Principal Component Analysis (PCA)

type

Post

Created date

Jun 16, 2022 01:21 PM

Principal Components Analysis

Problem : (From here)

Imagine the dataset's dimension is 100 rows * 10 columns which you to exploratory data analysis. You instantly think of making 2d scatterplots, each of which contains the n observations’ measurements on two of the features.

However, there are such scatterplots. For example, with p = 10 there are 45 plots!

So, here comes to the play of PCA!

Definition :

Principal Components do nothing more than finding uncorrelated linear combinations of the features that explain variance. The components are just eigenvectors.

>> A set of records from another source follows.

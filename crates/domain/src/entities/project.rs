//! Project - one deliverable of a research project
//!
//! A "research project" as users see it is a family of sibling projects,
//! one per deliverable kind, sharing the title prefix before `" - "`.

use crate::catalog::{DeliverableKind, Stage};
use crate::entities::UserId;
use crate::errors::{DomainError, DomainResult};
use chrono::{DateTime, Utc};
use serde::{Deserialize, Serialize};
use std::fmt;
use std::str::FromStr;
use uuid::Uuid;

pub type ProjectId = Uuid;

/// Separator between the family title and the kind label
pub const TITLE_SEPARATOR: &str = " - ";

/// Review lifecycle of a project
#[derive(Debug, Clone, Copy, PartialEq, Eq, Hash, Serialize, Deserialize, Default)]
#[serde(rename_all = "snake_case")]
pub enum ProjectStatus {
    #[default]
    Draft,
    PendingReview,
    Approved,
    ChangesRequested,
}

impl ProjectStatus {
    pub fn as_str(&self) -> &'static str {
        match self {
            ProjectStatus::Draft => "draft",
            ProjectStatus::PendingReview => "pending_review",
            ProjectStatus::Approved => "approved",
            ProjectStatus::ChangesRequested => "changes_requested",
        }
    }

    /// Whether a transition to `next` is a legal review step
    pub fn can_transition_to(&self, next: ProjectStatus) -> bool {
        use ProjectStatus::*;
        matches!(
            (self, next),
            (Draft | ChangesRequested | Approved, PendingReview)
                | (PendingReview, Approved | ChangesRequested)
        )
    }
}

impl fmt::Display for ProjectStatus {
    fn fmt(&self, f: &mut fmt::Formatter<'_>) -> fmt::Result {
        f.write_str(self.as_str())
    }
}

impl FromStr for ProjectStatus {
    type Err = DomainError;

    fn from_str(s: &str) -> Result<Self, Self::Err> {
        match s {
            "draft" => Ok(ProjectStatus::Draft),
            "pending_review" => Ok(ProjectStatus::PendingReview),
            "approved" => Ok(ProjectStatus::Approved),
            "changes_requested" => Ok(ProjectStatus::ChangesRequested),
            _ => Err(DomainError::InvalidStatus(s.to_string())),
        }
    }
}

/// One deliverable, progressing through its kind's stages
#[derive(Debug, Clone, PartialEq, Eq, Serialize, Deserialize)]
pub struct Project {
    pub id: ProjectId,
    pub title: String,
    pub description: String,
    pub owner_id: UserId,
    pub kind: DeliverableKind,
    pub stage: Stage,
    pub status: ProjectStatus,
    pub created_at: DateTime<Utc>,
    pub updated_at: DateTime<Utc>,
}

impl Project {
    /// Plan the sibling projects of a new research project, one per kind
    ///
    /// Each starts at its kind's first stage with status `draft`.
    pub fn family(
        title: &str,
        description: &str,
        owner_id: &str,
        now: DateTime<Utc>,
    ) -> DomainResult<Vec<Project>> {
        let title = title.trim();
        if title.is_empty() {
            return Err(DomainError::EmptyTitle);
        }
        if description.trim().is_empty() {
            return Err(DomainError::EmptyContent);
        }

        Ok(DeliverableKind::ALL
            .iter()
            .map(|kind| Project {
                id: Uuid::new_v4(),
                title: format!("{title}{TITLE_SEPARATOR}{}", kind.label()),
                description: description.to_string(),
                owner_id: owner_id.to_string(),
                kind: *kind,
                stage: kind.first_stage(),
                status: ProjectStatus::Draft,
                created_at: now,
                updated_at: now,
            })
            .collect())
    }

    /// Family title: everything before the first `" - "`
    pub fn title_prefix(&self) -> &str {
        title_prefix(&self.title)
    }

    pub fn is_at_final_stage(&self) -> bool {
        self.stage == self.kind.final_stage()
    }
}

pub fn title_prefix(title: &str) -> &str {
    title
        .split_once(TITLE_SEPARATOR)
        .map_or(title, |(prefix, _)| prefix)
}

/// Presentational grouping of sibling projects
#[derive(Debug, Clone, PartialEq, Eq, Serialize)]
pub struct ProjectGroup {
    pub title: String,
    pub description: String,
    pub projects: Vec<Project>,
}

/// Completion of a project's checklist across all seeded stages
#[derive(Debug, Clone, Copy, PartialEq, Serialize)]
pub struct ProjectProgress {
    pub completed: usize,
    pub total: usize,
    pub percent: f64,
}

impl ProjectProgress {
    pub fn new(completed: usize, total: usize) -> Self {
        let percent = if total > 0 {
            completed as f64 / total as f64 * 100.0
        } else {
            0.0
        };
        Self {
            completed,
            total,
            percent,
        }
    }
}
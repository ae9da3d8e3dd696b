//! WeeklyUpdate - freeform progress post with peer ratings

use crate::entities::UserId;
use crate::value_objects::RatingValue;
use chrono::{DateTime, Utc};
use serde::{Deserialize, Serialize};
use uuid::Uuid;

pub type UpdateId = Uuid;

/// One rater's score; at most one per rater per update
#[derive(Debug, Clone, PartialEq, Eq, Serialize, Deserialize)]
pub struct Rating {
    pub rater_id: UserId,
    pub value: RatingValue,
}

#[derive(Debug, Clone, PartialEq, Eq, Serialize, Deserialize)]
pub struct WeeklyUpdate {
    pub id: UpdateId,
    pub author_id: UserId,
    pub content: String,
    pub created_at: DateTime<Utc>,
    pub ratings: Vec<Rating>,
}

impl WeeklyUpdate {
    /// Compose a new post; blank content yields `None`
    pub fn compose(author_id: &str, content: &str, now: DateTime<Utc>) -> Option<Self> {
        if content.trim().is_empty() {
            return None;
        }
        Some(Self {
            id: Uuid::new_v4(),
            author_id: author_id.to_string(),
            content: content.to_string(),
            created_at: now,
            ratings: Vec::new(),
        })
    }

    /// The viewer's own rating, if any
    pub fn rating_by(&self, rater_id: &str) -> Option<RatingValue> {
        self.ratings
            .iter()
            .find(|r| r.rater_id == rater_id)
            .map(|r| r.value)
    }

    /// Highlighted stars for `viewer`: star `n` is lit when the viewer's own
    /// rating is at least `n`; other raters never affect it
    pub fn star_states(&self, viewer_id: &str) -> [bool; 5] {
        let own = self.rating_by(viewer_id).map_or(0, |v| v.value());
        std::array::from_fn(|i| (i as u8) < own)
    }

    pub fn average_rating(&self) -> Option<f64> {
        if self.ratings.is_empty() {
            return None;
        }
        let sum: u32 = self.ratings.iter().map(|r| u32::from(r.value.value())).sum();
        Some(f64::from(sum) / self.ratings.len() as f64)
    }
}

#[cfg(test)]
mod tests {
    use super::*;

    fn rating(rater: &str, value: i64) -> Rating {
        Rating {
            rater_id: rater.to_string(),
            value: RatingValue::new(value).unwrap(),
        }
    }

    #[test]
    fn test_compose_rejects_blank_content() {
        assert!(WeeklyUpdate::compose("u1", "", Utc::now()).is_none());
        assert!(WeeklyUpdate::compose("u1", "  \n\t", Utc::now()).is_none());

        let update = WeeklyUpdate::compose("u1", "progress!", Utc::now()).unwrap();
        assert_eq!(update.content, "progress!");
        assert!(update.ratings.is_empty());
    }

    #[test]
    fn test_star_states_follow_viewer_only() {
        let mut update = WeeklyUpdate::compose("u1", "week 3", Utc::now()).unwrap();
        update.ratings.push(rating("u2", 5));
        update.ratings.push(rating("u3", 2));

        assert_eq!(update.star_states("u3"), [true, true, false, false, false]);
        assert_eq!(update.star_states("u4"), [false; 5]);
    }

    #[test]
    fn test_average_rating() {
        let mut update = WeeklyUpdate::compose("u1", "week 4", Utc::now()).unwrap();
        assert_eq!(update.average_rating(), None);
        update.ratings.push(rating("u2", 4));
        update.ratings.push(rating("u3", 1));
        assert_eq!(update.average_rating(), Some(2.5));
    }
}
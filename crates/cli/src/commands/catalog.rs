use anyhow::Result;
use clap::Args;
use colored::*;
use domain::{tasks_for, DeliverableKind, Role};

#[derive(Debug, Args)]
pub struct CatalogCommand {
    /// Only this kind (paper, blog_post, funding_application, hackathon_project)
    kind: Option<String>,
}

impl CatalogCommand {
    pub fn execute(self) -> Result<()> {
        let kinds = match self.kind {
            Some(kind) => vec![DeliverableKind::parse_str(&kind)?],
            None => DeliverableKind::ALL.to_vec(),
        };

        for kind in kinds {
            println!("{} {} ({})", "■".cyan(), kind.label().bold(), kind);
            for (index, stage) in kind.stages().iter().enumerate() {
                println!("  {}. {}", index + 1, stage.title().bold());
                for template in tasks_for(kind, *stage) {
                    let gate = if template.required_role > Role::Student {
                        format!(" [{}]", template.required_role).yellow()
                    } else {
                        "".normal()
                    };
                    println!("     - {}{}", template.title, gate);
                }
            }
        }
        Ok(())
    }
}
use crate::context::AppContext;
use crate::util::{format_time, parse_id, stars};
use anyhow::Result;
use clap::{Args, Subcommand};
use colored::*;

#[derive(Debug, Args)]
pub struct UpdateCommand {
    #[command(subcommand)]
    command: UpdateSubcommand,
}

#[derive(Debug, Clone, Subcommand)]
pub enum UpdateSubcommand {
    /// Post a weekly progress update
    #[command(name = "post")]
    Post { text: String },
    /// Most recent updates first
    #[command(name = "list")]
    List {
        #[arg(long, default_value_t = 20)]
        limit: usize,
    },
    /// Rate an update from 1 to 5 stars
    #[command(name = "rate")]
    Rate {
        id: String,
        #[arg(allow_hyphen_values = true)]
        value: i64,
    },
}

impl UpdateCommand {
    pub async fn execute(self, ctx: &AppContext) -> Result<()> {
        match self.command {
            UpdateSubcommand::Post { text } => {
                let session = ctx.session()?;
                match ctx.service.post_update(&session, &text).await? {
                    Some(update) => {
                        println!("{} Update posted", "✓".green());
                        println!("  id: {}", update.id);
                    }
                    None => println!("{} Nothing to post", "ℹ".blue()),
                }
            }
            UpdateSubcommand::List { limit } => {
                let viewer = ctx.current_session().map(|s| s.user_id);
                let updates = ctx.service.list_updates(limit).await?;
                println!(
                    "{} {}",
                    "✓".green(),
                    format!("Updates: {}", updates.len()).bold()
                );
                for update in updates {
                    let average = update
                        .average_rating()
                        .map(|avg| format!("{avg:.1} avg, {} rating(s)", update.ratings.len()))
                        .unwrap_or_else(|| "not rated".to_string());
                    println!(
                        "- {} {} {}",
                        update.author_id.bold(),
                        format_time(&update.created_at).dimmed(),
                        update.id.to_string().dimmed()
                    );
                    println!("  {}", update.content);
                    match &viewer {
                        Some(viewer) => println!(
                            "  {} ({})",
                            stars(update.star_states(viewer)).yellow(),
                            average
                        ),
                        None => println!("  ({})", average),
                    }
                }
            }
            UpdateSubcommand::Rate { id, value } => {
                let session = ctx.session()?;
                let id = parse_id(&id, "update")?;
                let ratings = ctx.service.rate_update(&session, &id, value).await?;
                println!(
                    "{} Rated {} ({} rating(s) total)",
                    "✓".green(),
                    "★".repeat(value as usize).yellow(),
                    ratings.len()
                );
            }
        }
        Ok(())
    }
}
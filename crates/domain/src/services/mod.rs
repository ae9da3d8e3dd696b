//! Domain Services - business operations spanning several entities

pub mod grouping;
pub mod ledger;
pub mod progression;

pub use grouping::group_by_title_prefix;
pub use ledger::{merge_achievements, total_points};
pub use progression::{
    check_advance, check_review_decision, check_review_request, check_toggle,
    ensure_stage_complete, next_stage, seed_plan, ChecklistItem, StageChecklist,
};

Principal components analysis is useful for

Creating a single index

Combine the correlated variables to be one variable

Since population and advantage spending are in correlation, we can create a linear combination to capture two values into one variable to explain

Understanding relationships between variables

Seeing how variables are associated with observations on a single biplot.

Visualising high-dimensional time series.

Assumption

Features must be in normal distribution.

Linearity: The data set to be linear combinations of the variables.

PC2 has to be uncorrelated to PC1.

Some terms

Component loading

In multivariate (multiple variable) space, the correlation between the component and the original variables is called the component loadings.

Think of it as correlation coefficients, squaring them give the amount of explained variation.

Therefore the component loadings tell us how much of the variation in a variable is explained by the component

Weighted linear combination

Oftentimes, we want to make a single index to ** EXPLAIN / SUMMARISE variation ** of the data from multiple variables.

The use cases are listed below:

Marketing

Surveys we may ask a large number of questions about customer experience. And create a single overall measure of customer experience.

Finance

There may be several ways to assess the credit worthiness of firms. A credit score summarises all the information about the likelihood of bankruptcy for a company.

Economics

The development of a country or state can be measured in the Human Development Index, taking Income, Illiteracy, Life Expectancy, Murder Rate, High School Graduation Rate into account.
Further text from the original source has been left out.